ACTIVITY: Given the entries that follow, write out exactly the lines starting at the one containing "plus document lengths." and ending at the one containing "Returns its id.", both ends included, and only those.

'''

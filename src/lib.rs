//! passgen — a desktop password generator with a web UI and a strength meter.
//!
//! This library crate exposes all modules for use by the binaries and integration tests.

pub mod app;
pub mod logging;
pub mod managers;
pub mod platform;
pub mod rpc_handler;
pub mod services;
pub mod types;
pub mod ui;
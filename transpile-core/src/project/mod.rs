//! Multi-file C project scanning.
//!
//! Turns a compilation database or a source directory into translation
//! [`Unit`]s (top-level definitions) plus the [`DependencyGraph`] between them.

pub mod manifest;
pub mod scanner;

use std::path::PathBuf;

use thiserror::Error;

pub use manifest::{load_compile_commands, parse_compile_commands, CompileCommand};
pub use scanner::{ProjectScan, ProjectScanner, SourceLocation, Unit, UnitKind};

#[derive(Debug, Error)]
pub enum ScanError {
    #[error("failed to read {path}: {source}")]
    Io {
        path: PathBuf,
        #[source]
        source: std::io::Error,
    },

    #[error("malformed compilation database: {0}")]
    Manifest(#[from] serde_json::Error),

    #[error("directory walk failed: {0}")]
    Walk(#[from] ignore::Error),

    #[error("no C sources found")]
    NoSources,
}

'''
'''

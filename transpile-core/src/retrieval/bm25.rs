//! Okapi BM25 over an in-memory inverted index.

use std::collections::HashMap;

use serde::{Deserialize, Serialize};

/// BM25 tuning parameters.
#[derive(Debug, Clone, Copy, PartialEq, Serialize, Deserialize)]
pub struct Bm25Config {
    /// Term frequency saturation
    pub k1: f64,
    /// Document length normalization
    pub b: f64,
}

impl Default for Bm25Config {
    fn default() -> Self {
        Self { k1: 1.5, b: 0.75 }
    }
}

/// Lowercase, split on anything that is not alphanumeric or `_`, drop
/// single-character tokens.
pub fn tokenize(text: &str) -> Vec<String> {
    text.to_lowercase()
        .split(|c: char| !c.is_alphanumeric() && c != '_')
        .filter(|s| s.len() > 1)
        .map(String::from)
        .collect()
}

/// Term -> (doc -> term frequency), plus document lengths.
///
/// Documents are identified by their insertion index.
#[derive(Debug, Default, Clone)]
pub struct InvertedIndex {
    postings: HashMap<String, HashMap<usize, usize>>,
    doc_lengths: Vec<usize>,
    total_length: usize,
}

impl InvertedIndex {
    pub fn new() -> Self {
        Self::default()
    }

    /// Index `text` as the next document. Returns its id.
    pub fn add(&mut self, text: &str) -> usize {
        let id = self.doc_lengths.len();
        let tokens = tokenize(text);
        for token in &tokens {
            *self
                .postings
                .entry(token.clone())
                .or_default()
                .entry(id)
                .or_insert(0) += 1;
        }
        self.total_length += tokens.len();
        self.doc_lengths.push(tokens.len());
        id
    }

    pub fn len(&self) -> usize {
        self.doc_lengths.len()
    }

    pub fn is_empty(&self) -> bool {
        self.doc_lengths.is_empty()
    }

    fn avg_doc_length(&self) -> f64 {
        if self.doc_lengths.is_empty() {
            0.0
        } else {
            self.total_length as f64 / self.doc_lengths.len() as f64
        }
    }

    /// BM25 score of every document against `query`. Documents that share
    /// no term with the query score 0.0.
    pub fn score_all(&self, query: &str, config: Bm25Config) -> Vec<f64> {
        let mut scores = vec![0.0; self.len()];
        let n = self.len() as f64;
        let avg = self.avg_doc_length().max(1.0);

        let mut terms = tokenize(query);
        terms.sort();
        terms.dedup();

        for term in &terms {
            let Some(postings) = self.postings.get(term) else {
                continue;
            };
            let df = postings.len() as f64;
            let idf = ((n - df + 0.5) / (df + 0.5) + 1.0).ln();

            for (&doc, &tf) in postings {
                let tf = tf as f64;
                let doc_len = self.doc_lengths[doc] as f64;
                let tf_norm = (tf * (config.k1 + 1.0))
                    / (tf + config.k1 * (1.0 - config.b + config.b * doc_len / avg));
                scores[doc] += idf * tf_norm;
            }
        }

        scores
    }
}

'''

TASK ANSWER:
/// Term -> (doc -> term frequency), plus document lengths.
///
/// Documents are identified by their insertion index.
#[derive(Debug, Default, Clone)]
pub struct InvertedIndex {
    postings: HashMap<String, HashMap<usize, usize>>,
    doc_lengths: Vec<usize>,
    total_length: usize,
}

impl InvertedIndex {
    pub fn new() -> Self {
        Self::default()
    }

    /// Index `text` as the next document. Returns its id.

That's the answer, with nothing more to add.